What you are asked to do: Output only the lines of the entries that follow, starting at the one with "return Ok(());" and running down to the one with "next user input.", both included and unchanged.

Provided records:

↓↓↓

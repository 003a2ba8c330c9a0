//! Session object, handler context, and dispatch.
//!
//! [`Shell`] owns everything a command can touch: the registry, the
//! budgeting service, the local config, the logged-in user and viewed
//! budget, and the queue of synthetic follow-up lines.

use std::collections::HashMap;
use std::path::{Path, PathBuf};
use std::sync::mpsc::{self, Receiver, SyncSender, TrySendError};

use budgetsh_platform::{Budget, BudgetService, User};
use budgetsh_types::config::ShellConfig;
use budgetsh_types::error::{Result, ShellError};

use crate::args::ArgTracker;
use crate::parser::{self, Command};
use crate::registry::{CommandRegistry, RegistrationStatus};

/// Capacity of the synthetic command queue.
pub const QUEUE_CAPACITY: usize = 32;

/// Output produced by a command.
#[derive(Debug, Clone, PartialEq, Eq)]
pub enum CommandOutput {
    /// Plain text lines.
    Text(String),
    /// Tabular data (header row + data rows).
    Table {
        headers: Vec<String>,
        rows: Vec<Vec<String>>,
    },
    /// Command produced no visible output.
    None,
    /// Signal to clear the terminal.
    Clear,
}

/// What the read loop does after a line has been dispatched.
#[derive(Debug, Clone, PartialEq, Eq)]
pub enum Flow {
    /// Show the output and keep reading.
    Continue(CommandOutput),
    /// Stop the read loop.
    Exit,
}

impl Default for Flow {
    fn default() -> Self {
        Self::Continue(CommandOutput::None)
    }
}

impl From<CommandOutput> for Flow {
    fn from(output: CommandOutput) -> Self {
        Self::Continue(output)
    }
}

/// Everything a handler receives about the line being run.
#[derive(Debug, Clone)]
pub struct HandlerContext {
    pub cmd: Command,
    pub args: ArgTracker,
    /// Side channel between dispatch wrappers and handlers.
    pub values: HashMap<String, String>,
}

impl HandlerContext {
    /// Context for `cmd`, with the tracker at its first positional.
    pub fn new(cmd: Command) -> Self {
        let args = ArgTracker::new(&cmd);
        Self {
            cmd,
            args,
            values: HashMap::new(),
        }
    }

    /// Point the tracker at `option`'s arguments.
    pub fn track_opt(&mut self, option: &str) {
        self.args.track_opt_args(&self.cmd, option);
    }

    /// Whether `option` was given on the line.
    pub fn has_opt(&self, option: &str) -> bool {
        self.cmd.has_opt(option)
    }

    /// The action recorded by [`dispatch_action`], if any.
    pub fn action(&self) -> Option<&str> {
        self.values.get("action").map(String::as_str)
    }
}

/// Callback of every command built with actions.
///
/// Pulls the action name off the tracker, checks it against the handler's
/// actions, records it under `"action"`, and runs the action.
pub fn dispatch_action(shell: &mut Shell, ctx: &mut HandlerContext) -> Result<Flow> {
    let name = ctx.cmd.name.clone();
    let Some((handler, _)) = shell.registry.exists(&name) else {
        return Err(ShellError::UnknownCommand(name));
    };
    let Some(action_name) = ctx.args.pfx() else {
        return Err(ShellError::NoAction(name));
    };
    let Some(action) = handler.action(&action_name) else {
        return Err(ShellError::InvalidAction {
            command: name,
            action: action_name,
        });
    };
    log::debug!("{name}: running action '{action_name}'");
    ctx.values.insert("action".to_string(), action_name);
    (action.run)(shell, ctx)
}

// ---------------------------------------------------------------------------
// Shell
// ---------------------------------------------------------------------------

/// The interactive session.
pub struct Shell {
    registry: CommandRegistry,
    service: Box<dyn BudgetService>,
    config: ShellConfig,
    config_path: Option<PathBuf>,
    user: Option<User>,
    viewed_budget: Option<Budget>,
    queue_tx: SyncSender<String>,
    queue_rx: Receiver<String>,
}

impl Shell {
    /// Create a session with every command preregistered and the base set
    /// registered.
    pub fn new(service: Box<dyn BudgetService>, config: ShellConfig) -> Self {
        let mut registry = CommandRegistry::new();
        registry.preregister_base(crate::commands::base_handlers());
        registry.preregister(crate::budget_commands::budget_handler());
        registry.batch_registration(
            crate::resource_handlers(),
            RegistrationStatus::Preregistered,
        );
        let (queue_tx, queue_rx) = mpsc::sync_channel(QUEUE_CAPACITY);
        Self {
            registry,
            service,
            config,
            config_path: None,
            user: None,
            viewed_budget: None,
            queue_tx,
            queue_rx,
        }
    }

    /// Remember where the config was loaded from, for `config load|edit`
    /// and for saving the session on exit.
    pub fn with_config_path(mut self, path: impl Into<PathBuf>) -> Self {
        self.config_path = Some(path.into());
        self
    }

    pub fn registry(&self) -> &CommandRegistry {
        &self.registry
    }

    pub fn service(&self) -> &dyn BudgetService {
        self.service.as_ref()
    }

    pub fn service_mut(&mut self) -> &mut dyn BudgetService {
        self.service.as_mut()
    }

    pub fn config(&self) -> &ShellConfig {
        &self.config
    }

    /// Replace the settings in use. Nothing is written to disk.
    pub fn set_config(&mut self, config: ShellConfig) {
        self.config = config;
    }

    /// Path given to [`Shell::with_config_path`], if any.
    pub fn config_path(&self) -> Option<&Path> {
        self.config_path.as_deref()
    }

    /// File the config is read from and written to: the remembered path,
    /// else the default lookup.
    pub fn config_file(&self) -> PathBuf {
        self.config_path
            .clone()
            .unwrap_or_else(ShellConfig::config_path)
    }

    pub fn user(&self) -> Option<&User> {
        self.user.as_ref()
    }

    pub fn viewed_budget(&self) -> Option<&Budget> {
        self.viewed_budget.as_ref()
    }

    /// Prompt reflecting the session state.
    pub fn prompt(&self) -> String {
        match (&self.user, &self.viewed_budget) {
            (Some(user), Some(budget)) => format!("b/{}[{}] > ", user.username, budget.name),
            (Some(user), None) => format!("b/{} > ", user.username),
            _ => "budgetsh > ".to_string(),
        }
    }

    // -- Session events --

    /// A user logged in: budget commands become available.
    pub fn on_login(&mut self, user: User) {
        if self.user.is_some() {
            self.on_logout();
        }
        log::info!("logged in as {}", user.username);
        self.user = Some(user);
        self.viewed_budget = None;
        self.registry.register(crate::budget_commands::BUDGET_COMMAND);
    }

    /// A budget was selected: its resource commands become available.
    pub fn on_view_budget(&mut self, budget: Budget) {
        self.on_leave_budget();
        log::info!("viewing budget {} ({})", budget.name, budget.id);
        self.viewed_budget = Some(budget);
        self.registry
            .batch_registration(crate::resource_handlers(), RegistrationStatus::Registered);
    }

    /// The viewed budget went away: its resource commands are withdrawn.
    pub fn on_leave_budget(&mut self) {
        if self.viewed_budget.take().is_none() {
            return;
        }
        for handler in crate::resource_handlers() {
            self.registry.deregister(handler.name());
        }
    }

    /// The logged-in user changed their username.
    pub fn rename_user(&mut self, username: &str) {
        if let Some(user) = self.user.as_mut() {
            user.username = username.to_string();
        }
    }

    /// The user logged out: only the base commands remain.
    pub fn on_logout(&mut self) {
        if let Some(user) = self.user.take() {
            log::info!("logged out {}", user.username);
        }
        self.viewed_budget = None;
        self.registry.deregister_non_base_commands();
    }

    // -- Saved sessions --

    /// Log back in with the token an earlier run saved.
    ///
    /// Only when `stay_logged_in` is set. A token the service no longer
    /// accepts leaves the session logged out; [`Shell::persist_session`]
    /// then removes it from the file.
    pub fn resume_session(&mut self) {
        if !self.config.stay_logged_in || self.config.refresh_token.is_empty() {
            return;
        }
        match self.service.resume_session(&self.config.refresh_token) {
            Ok(user) => self.on_login(user),
            Err(e) => log::warn!("could not resume saved session: {e}"),
        }
    }

    /// Write the session token to the config file before exiting.
    ///
    /// With `stay_logged_in` unset a saved token is removed instead. The
    /// file is only rewritten when the token changed.
    pub fn persist_session(&mut self) -> Result<()> {
        let token = if self.config.stay_logged_in {
            self.service.refresh_token().unwrap_or_default()
        } else {
            String::new()
        };
        if token == self.config.refresh_token {
            return Ok(());
        }
        self.config.refresh_token = token;
        let path = self.config_file();
        self.config.save_to(&path)?;
        log::debug!("saved session state to {}", path.display());
        Ok(())
    }

    // -- Queue --

    /// Queue a line to run before the next user input.
    pub fn enqueue(&mut self, line: impl Into<String>) -> Result<()> {
        match self.queue_tx.try_send(line.into()) {
            Ok(()) => Ok(()),
            Err(TrySendError::Full(line)) => {
                log::warn!("dropping queued command '{line}'");
                Err(ShellError::QueueFull(QUEUE_CAPACITY))
            },
            Err(TrySendError::Disconnected(_)) => {
                Err(ShellError::Command("command queue is closed".to_string()))
            },
        }
    }

    /// Oldest queued line, if any.
    pub fn next_queued(&mut self) -> Option<String> {
        self.queue_rx.try_recv().ok()
    }

    // -- Dispatch --

    /// Resolve and run one line.
    pub fn execute(&mut self, line: &str) -> Result<Flow> {
        let Some(name) = parser::tokenize(line).into_iter().next() else {
            return Ok(Flow::default());
        };
        let handler = match self.registry.exists(&name) {
            Some((handler, RegistrationStatus::Registered)) => handler,
            Some((handler, RegistrationStatus::Preregistered)) => {
                return Err(ShellError::NotYetAvailable {
                    command: name,
                    reason: handler.unavailable.to_string(),
                });
            },
            Some((_, RegistrationStatus::NotRegistered)) | None => {
                return Err(ShellError::UnknownCommand(name));
            },
        };
        let cmd = parser::parse(&handler, line)?;
        let mut ctx = HandlerContext::new(cmd);
        (handler.callback)(self, &mut ctx)
    }
}

impl std::fmt::Debug for Shell {
    fn fmt(&self, f: &mut std::fmt::Formatter<'_>) -> std::fmt::Result {
        f.debug_struct("Shell")
            .field("registry", &self.registry)
            .field("config", &self.config)
            .field("user", &self.user)
            .field("viewed_budget", &self.viewed_budget)
            .finish_non_exhaustive()
    }
}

↑↑↑

Answer box:
            return Ok(());
        }
        self.config.refresh_token = token;
        let path = self.config_file();
        self.config.save_to(&path)?;
        log::debug!("saved session state to {}", path.display());
        Ok(())
    }

    // -- Queue --

    /// Queue a line to run before the next user input.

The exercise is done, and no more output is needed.